I'm not sure that your argument will succeed. My understanding of the CCA 1974 is that the provisions in s.8 are cumulative ie you have to have all three in order to make it a Regulated agreement.

 

 

 

 

8 Consumer credit agreements

 

1) A personal credit agreement is an agreement between an individual (“the debtor”) and any other person (“the creditor”) by which the creditor provides the debtor with credit of any amount.

2) A consumer credit agreement is a personal credit agreement by which the creditor provides the debtor with credit not exceeding [£25,000].

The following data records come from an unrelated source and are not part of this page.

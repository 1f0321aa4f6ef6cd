//! Master key handling

use std::fs::{File, OpenOptions};
use std::io::Write;
use std::path::Path;

use argon2::{Algorithm, Argon2, Params, Version};
use base64::{engine::general_purpose::STANDARD as BASE64, Engine};
use rand::RngCore;
use tracing::info;
use zeroize::Zeroizing;

use super::error::CryptoError;

pub const KEY_LEN: usize = 32;

/// Argon2id cost: 19 MiB memory, 2 iterations, 1 lane
const KDF_MEMORY_KIB: u32 = 19_456;
const KDF_ITERATIONS: u32 = 2;
const KDF_PARALLELISM: u32 = 1;

/// 256-bit master key, wiped from memory on drop
#[derive(Clone)]
pub struct ProtectionKey {
    bytes: Zeroizing<[u8; KEY_LEN]>,
}

impl ProtectionKey {
    pub fn from_bytes(bytes: [u8; KEY_LEN]) -> Self {
        Self {
            bytes: Zeroizing::new(bytes),
        }
    }

    /// Fresh random key from the OS RNG
    pub fn generate() -> Self {
        let mut bytes = Zeroizing::new([0u8; KEY_LEN]);
        rand::rngs::OsRng.fill_bytes(&mut *bytes);
        Self { bytes }
    }

    /// Derive a key from a password with Argon2id
    pub fn from_password(password: &str, salt: &[u8]) -> Result<Self, CryptoError> {
        let params = Params::new(
            KDF_MEMORY_KIB,
            KDF_ITERATIONS,
            KDF_PARALLELISM,
            Some(KEY_LEN),
        )
        .map_err(|_| CryptoError::KeyDerivation)?;

        let argon2 = Argon2::new(Algorithm::Argon2id, Version::V0x13, params);

        let mut bytes = Zeroizing::new([0u8; KEY_LEN]);
        argon2
            .hash_password_into(password.as_bytes(), salt, &mut *bytes)
            .map_err(|_| CryptoError::KeyDerivation)?;

        Ok(Self { bytes })
    }

    /// Read the key file at `path`, creating it with a random key if missing
    pub fn load_or_create(path: &Path) -> Result<Self, CryptoError> {
        if path.exists() {
            let encoded = Zeroizing::new(std::fs::read_to_string(path)?);
            let decoded = Zeroizing::new(
                BASE64
                    .decode(encoded.trim())
                    .map_err(|e| CryptoError::InvalidKey(e.to_string()))?,
            );
            let bytes: [u8; KEY_LEN] = decoded.as_slice().try_into().map_err(|_| {
                CryptoError::InvalidKey(format!(
                    "expected {} bytes, found {}",
                    KEY_LEN,
                    decoded.len()
                ))
            })?;
            return Ok(Self::from_bytes(bytes));
        }

        let key = Self::generate();
        if let Some(parent) = path.parent() {
            std::fs::create_dir_all(parent)?;
        }
        let encoded = Zeroizing::new(BASE64.encode(key.as_bytes()));
        let mut file = create_private(path)?;
        file.write_all(encoded.as_bytes())?;
        file.sync_all()?;

        info!("Created new protection key at {:?}", path);
        Ok(key)
    }

    pub fn as_bytes(&self) -> &[u8; KEY_LEN] {
        &self.bytes
    }
}

impl std::fmt::Debug for ProtectionKey {
    fn fmt(&self, f: &mut std::fmt::Formatter<'_>) -> std::fmt::Result {
        f.write_str("ProtectionKey(..)")
    }
}

/// New file readable only by the owner, failing if it already exists
fn create_private(path: &Path) -> std::io::Result<File> {
    let mut options = OpenOptions::new();
    options.write(true).create_new(true);
    #[cfg(unix)]
    {
        use std::os::unix::fs::OpenOptionsExt;
        options.mode(0o600);
    }
    options.open(path)
}

#[cfg(test)]
mod tests {
    use super::*;

    #[test]
    fn test_password_derivation_is_deterministic() {
        let a = ProtectionKey::from_password("hunter2", b"ferrykit-salt-01").unwrap();
        let b = ProtectionKey::from_password("hunter2", b"ferrykit-salt-01").unwrap();
        let c = ProtectionKey::from_password("hunter3", b"ferrykit-salt-01").unwrap();

        assert_eq!(a.as_bytes(), b.as_bytes());
        assert_ne!(a.as_bytes(), c.as_bytes());
    }

    #[test]
    fn test_short_salt_rejected() {
        assert!(matches!(
            ProtectionKey::from_password("pw", b"abc"),
            Err(CryptoError::KeyDerivation)
        ));
    }

    #[test]
    fn test_load_or_create_persists() {
        let temp = tempfile::tempdir().unwrap();
        let path = temp.path().join("keys").join("protection.key");

        let created = ProtectionKey::load_or_create(&path).unwrap();
        assert!(path.exists());
        let loaded = ProtectionKey::load_or_create(&path).unwrap();
        assert_eq!(created.as_bytes(), loaded.as_bytes());

        #[cfg(unix)]
        {
            use std::os::unix::fs::PermissionsExt;
            let mode = std::fs::metadata(&path).unwrap().permissions().mode();
            assert_eq!(mode & 0o777, 0o600);
        }
    }

    #[cfg(unix)]
    #[test]
    fn test_key_file_is_never_world_readable() {
        use std::os::unix::fs::PermissionsExt;

        let temp = tempfile::tempdir().unwrap();
        let path = temp.path().join("protection.key");

        let file = create_private(&path).unwrap();
        let mode = file.metadata().unwrap().permissions().mode();
        assert_eq!(mode & 0o077, 0);

        // an existing file is never truncated or reused
        assert_eq!(
            create_private(&path).unwrap_err().kind(),
            std::io::ErrorKind::AlreadyExists
        );
    }

    #[test]
    fn test_bad_key_file_rejected() {
        let temp = tempfile::tempdir().unwrap();
        let path = temp.path().join("protection.key");
        std::fs::write(&path, BASE64.encode([1u8; 16])).unwrap();

        assert!(matches!(
            ProtectionKey::load_or_create(&path),
            Err(CryptoError::InvalidKey(_))
        ));
    }

    #[test]
    fn test_debug_hides_key() {
        let key = ProtectionKey::generate();
        assert_eq!(format!("{:?}", key), "ProtectionKey(..)");
    }
}
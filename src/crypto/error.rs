//! Error types for string protection

use thiserror::Error;

#[derive(Debug, Error)]
pub enum CryptoError {
    #[error("Encryption failed")]
    EncryptionFailed,

    #[error("Decryption failed (wrong key, wrong purpose or corrupted data)")]
    DecryptionFailed,

    #[error("Unsupported payload version: {0}")]
    UnsupportedVersion(u8),

    #[error("Invalid payload: {0}")]
    InvalidFormat(String),

    #[error("Invalid key file: {0}")]
    InvalidKey(String),

    #[error("Key derivation failed")]
    KeyDerivation,

    #[error("IO error: {0}")]
    Io(#[from] std::io::Error),
}
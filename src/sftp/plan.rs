//! Pull and removal planning
//!
//! Walking the remote tree, filtering it through the mask and resolving local
//! targets does not need a live connection. Only [`RemoteListing`] touches the
//! server, so the rest runs the same against an in-memory tree.

use std::path::PathBuf;

use async_trait::async_trait;
use chrono::{NaiveDate, NaiveDateTime};

use super::client::PullRequest;
use super::error::SftpError;
use super::mask::FileMask;
use super::path_utils::{join_remote_path, local_target, split_remote_mask};

#[derive(Debug, Clone, Copy, PartialEq, Eq)]
pub enum EntryKind {
    File,
    Directory,
    /// Symlinks, devices and anything else the pull skips
    Other,
}

/// One directory entry as the server reports it
#[derive(Debug, Clone, PartialEq, Eq)]
pub struct RemoteEntry {
    pub name: String,
    pub kind: EntryKind,
    pub modified: Option<NaiveDateTime>,
}

/// Directory listing on the remote side
#[async_trait]
pub trait RemoteListing: Send {
    async fn list(&mut self, dir: &str) -> Result<Vec<RemoteEntry>, SftpError>;
}

/// A regular file found under the pulled directory
#[derive(Debug, Clone, PartialEq, Eq)]
pub struct RemoteFile {
    pub full_path: String,
    /// `/`-separated, relative to the pulled directory
    pub relative: String,
    pub modified: Option<NaiveDateTime>,
}

/// One file the pull will copy
#[derive(Debug, Clone, PartialEq, Eq)]
pub struct PlannedCopy {
    pub remote: String,
    pub local: PathBuf,
    pub remove_original: bool,
}

/// Every regular file under `root`, depth first.
///
/// Within a directory, files come in name order before its subdirectories,
/// which are also visited in name order.
pub async fn walk_tree(
    listing: &mut dyn RemoteListing,
    root: &str,
) -> Result<Vec<RemoteFile>, SftpError> {
    let mut files = Vec::new();
    let mut pending = vec![(root.to_string(), String::new())];

    while let Some((dir, relative_dir)) = pending.pop() {
        let mut entries = listing.list(&dir).await?;
        entries.sort_by(|a, b| a.name.cmp(&b.name));

        let mut subdirs = Vec::new();
        for entry in entries {
            if entry.name == "." || entry.name == ".." {
                continue;
            }
            let full_path = join_remote_path(&dir, &entry.name);
            let relative = join_remote_path(&relative_dir, &entry.name);
            match entry.kind {
                EntryKind::File => files.push(RemoteFile {
                    full_path,
                    relative,
                    modified: entry.modified,
                }),
                EntryKind::Directory => subdirs.push((full_path, relative)),
                EntryKind::Other => {}
            }
        }
        pending.extend(subdirs.into_iter().rev());
    }

    Ok(files)
}

/// Files of `listing` that pass the request's mask, with their local targets
pub fn plan_pull(
    listing: &[RemoteFile],
    request: &PullRequest,
    today: NaiveDate,
) -> Result<Vec<PlannedCopy>, SftpError> {
    listing
        .iter()
        .filter(|f| request.file_mask.matches(&f.relative, f.modified, today))
        .map(|f| {
            let local = local_target(&request.local_directory, &f.relative)
                .ok_or_else(|| SftpError::InvalidPath(f.relative.clone()))?;
            Ok(PlannedCopy {
                remote: f.full_path.clone(),
                local,
                remove_original: request.remove_originals,
            })
        })
        .collect()
}

/// Split `dir/mask` and parse the mask part
pub fn parse_removal(path_and_mask: &str) -> Result<(String, FileMask), SftpError> {
    let (dir, mask) = split_remote_mask(path_and_mask);
    let mask = FileMask::parse(&mask).map_err(|e| SftpError::InvalidPath(e.to_string()))?;
    Ok((dir, mask))
}

/// Full paths of the regular files in `dir` matched by `mask`
pub fn select_removals(
    dir: &str,
    mask: &FileMask,
    entries: &[RemoteEntry],
    today: NaiveDate,
) -> Vec<String> {
    entries
        .iter()
        .filter(|e| e.kind == EntryKind::File && mask.matches(&e.name, e.modified, today))
        .map(|e| join_remote_path(dir, &e.name))
        .collect()
}

#[cfg(test)]
mod tests {
    use super::*;
    use std::collections::HashMap;
    use std::path::Path;

    /// In-memory remote tree keyed by directory path
    #[derive(Default)]
    struct FakeTree {
        dirs: HashMap<String, Vec<RemoteEntry>>,
        listed: Vec<String>,
    }

    impl FakeTree {
        fn dir(mut self, path: &str, entries: Vec<RemoteEntry>) -> Self {
            self.dirs.insert(path.to_string(), entries);
            self
        }
    }

    #[async_trait]
    impl RemoteListing for FakeTree {
        async fn list(&mut self, dir: &str) -> Result<Vec<RemoteEntry>, SftpError> {
            self.listed.push(dir.to_string());
            self.dirs
                .get(dir)
                .cloned()
                .ok_or_else(|| SftpError::FileNotFound(dir.to_string()))
        }
    }

    fn file(name: &str, modified: Option<NaiveDateTime>) -> RemoteEntry {
        RemoteEntry {
            name: name.to_string(),
            kind: EntryKind::File,
            modified,
        }
    }

    fn dir(name: &str) -> RemoteEntry {
        RemoteEntry {
            name: name.to_string(),
            kind: EntryKind::Directory,
            modified: None,
        }
    }

    fn today() -> NaiveDate {
        NaiveDate::from_ymd_opt(2024, 5, 1).unwrap()
    }

    fn this_morning() -> Option<NaiveDateTime> {
        today().and_hms_opt(8, 0, 0)
    }

    fn yesterday() -> Option<NaiveDateTime> {
        NaiveDate::from_ymd_opt(2024, 4, 30).unwrap().and_hms_opt(23, 0, 0)
    }

    fn request(mask: &str, remove_originals: bool) -> PullRequest {
        PullRequest {
            remote_directory: "delivery_files".to_string(),
            local_directory: PathBuf::from("/data/in"),
            file_mask: FileMask::parse(mask).unwrap(),
            remove_originals,
        }
    }

    fn delivery_tree() -> FakeTree {
        FakeTree::default()
            .dir(
                "/home/svc/delivery_files",
                vec![
                    dir("."),
                    dir(".."),
                    file("LifeFile.txt", this_morning()),
                    dir("Reports"),
                    file("a.csv", this_morning()),
                    dir("2024"),
                    RemoteEntry {
                        name: "latest".to_string(),
                        kind: EntryKind::Other,
                        modified: None,
                    },
                ],
            )
            .dir(
                "/home/svc/delivery_files/Reports",
                vec![file("summary.csv", this_morning())],
            )
            .dir(
                "/home/svc/delivery_files/2024",
                vec![
                    file("old.csv", yesterday()),
                    dir("Events"),
                    file("data.csv", this_morning()),
                ],
            )
            .dir(
                "/home/svc/delivery_files/2024/Events",
                vec![file("e1.json", this_morning())],
            )
    }

    #[tokio::test]
    async fn test_walk_order_and_skips() {
        let mut tree = delivery_tree();
        let files = walk_tree(&mut tree, "/home/svc/delivery_files").await.unwrap();

        let relative: Vec<&str> = files.iter().map(|f| f.relative.as_str()).collect();
        assert_eq!(
            relative,
            vec![
                "LifeFile.txt",
                "a.csv",
                "2024/data.csv",
                "2024/old.csv",
                "2024/Events/e1.json",
                "Reports/summary.csv",
            ]
        );
        assert_eq!(files[2].full_path, "/home/svc/delivery_files/2024/data.csv");
        assert_eq!(tree.listed.len(), 4);
    }

    #[tokio::test]
    async fn test_walk_propagates_listing_errors() {
        let mut tree = FakeTree::default().dir("/out", vec![dir("gone")]);
        assert!(matches!(
            walk_tree(&mut tree, "/out").await,
            Err(SftpError::FileNotFound(p)) if p == "/out/gone"
        ));
    }

    #[tokio::test]
    async fn test_personal_mask_selects_todays_files_outside_excluded_dirs() {
        let mut tree = delivery_tree();
        let files = walk_tree(&mut tree, "/home/svc/delivery_files").await.unwrap();

        let plan = plan_pull(&files, &request(">today|*/Reports/*; */Events/*", false), today())
            .unwrap();

        let remote: Vec<&str> = plan.iter().map(|p| p.remote.as_str()).collect();
        assert_eq!(
            remote,
            vec![
                "/home/svc/delivery_files/LifeFile.txt",
                "/home/svc/delivery_files/a.csv",
                "/home/svc/delivery_files/2024/data.csv",
            ]
        );
        assert_eq!(plan[2].local, Path::new("/data/in").join("2024").join("data.csv"));
        assert!(plan.iter().all(|p| !p.remove_original));
    }

    #[test]
    fn test_remove_originals_flag_is_carried() {
        let files = vec![RemoteFile {
            full_path: "/out/a.csv".to_string(),
            relative: "a.csv".to_string(),
            modified: None,
        }];
        let plan = plan_pull(&files, &request("", true), today()).unwrap();
        assert_eq!(plan.len(), 1);
        assert!(plan[0].remove_original);
    }

    #[test]
    fn test_escaping_target_is_rejected() {
        let files = vec![RemoteFile {
            full_path: "/out/x".to_string(),
            relative: "../etc/passwd".to_string(),
            modified: None,
        }];
        assert!(matches!(
            plan_pull(&files, &request("", false), today()),
            Err(SftpError::InvalidPath(p)) if p == "../etc/passwd"
        ));
    }

    #[test]
    fn test_removal_selection() {
        let (dir_path, mask) = parse_removal("/outgoing/*.csv").unwrap();
        assert_eq!(dir_path, "/outgoing");

        let entries = vec![
            file("a.csv", None),
            file("B.CSV", None),
            file("notes.txt", None),
            dir("archive.csv"),
        ];
        assert_eq!(
            select_removals(&dir_path, &mask, &entries, today()),
            vec!["/outgoing/a.csv", "/outgoing/B.CSV"]
        );
    }

    #[test]
    fn test_removal_without_directory_uses_login_dir() {
        let (dir_path, mask) = parse_removal("*.tmp").unwrap();
        assert_eq!(dir_path, ".");
        assert_eq!(
            select_removals(&dir_path, &mask, &[file("x.tmp", None)], today()),
            vec!["./x.tmp"]
        );
        assert!(matches!(
            parse_removal("/out/[bad"),
            Err(SftpError::InvalidPath(_))
        ));
    }
}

3) A consumer credit agreement is a regulated agreement within the meaning of this Act if it is not an agreement (an “exempt agreement”) specified in or under section 16

 

 

 

 

 

So to amount to a Regulated agreement it must be a 'personal credit agreement' as defined in 8(1) it is then capable of being a 'consumer credit agreement' if it complies with 8(2) and a 'consumer credit agreement' becomes a 'Regulated agreement' if it is not exempt. So you need to satisfy all criteria before it can be a Regulated agreement.

 

 

I read s.11 as providing a definition of a particular type of Regulated agreement, but in order to qualify you would first have to satisfy the requirements of s.8 to establish that a Regulated agreement exists. As the agreement is over 25K it is not capable of being a Regulated agreement of any kind.

 

This is only my understanding of the CCA and do take further advice on this as it is a lot of money at stake.

 

On the issue of multi-track, there are serious cost implications. There are no fixed costs in multi-track unlike in fast track. Multi track claims can be heard in either the County Court or High Court. If High court only barristers or solicitors with extended rights of audience can appear. This can increase costs considerably as the bank are effectively paying two lawyers. Should you lose your claim you are liable for their legal costs. If there is an indemnity clause (most mortgages have them) you may also liable for their legal costs if you win. This may depend on the wording of such a clause.

 

I think your safest option would be to go for a suspended reposession order giving you time to pay off the arrears without incurring expensive legal fees.

 

Sorry I can't offer anything more positive and do take a second opinion to be sure.

 

All the best

 

Zoot :)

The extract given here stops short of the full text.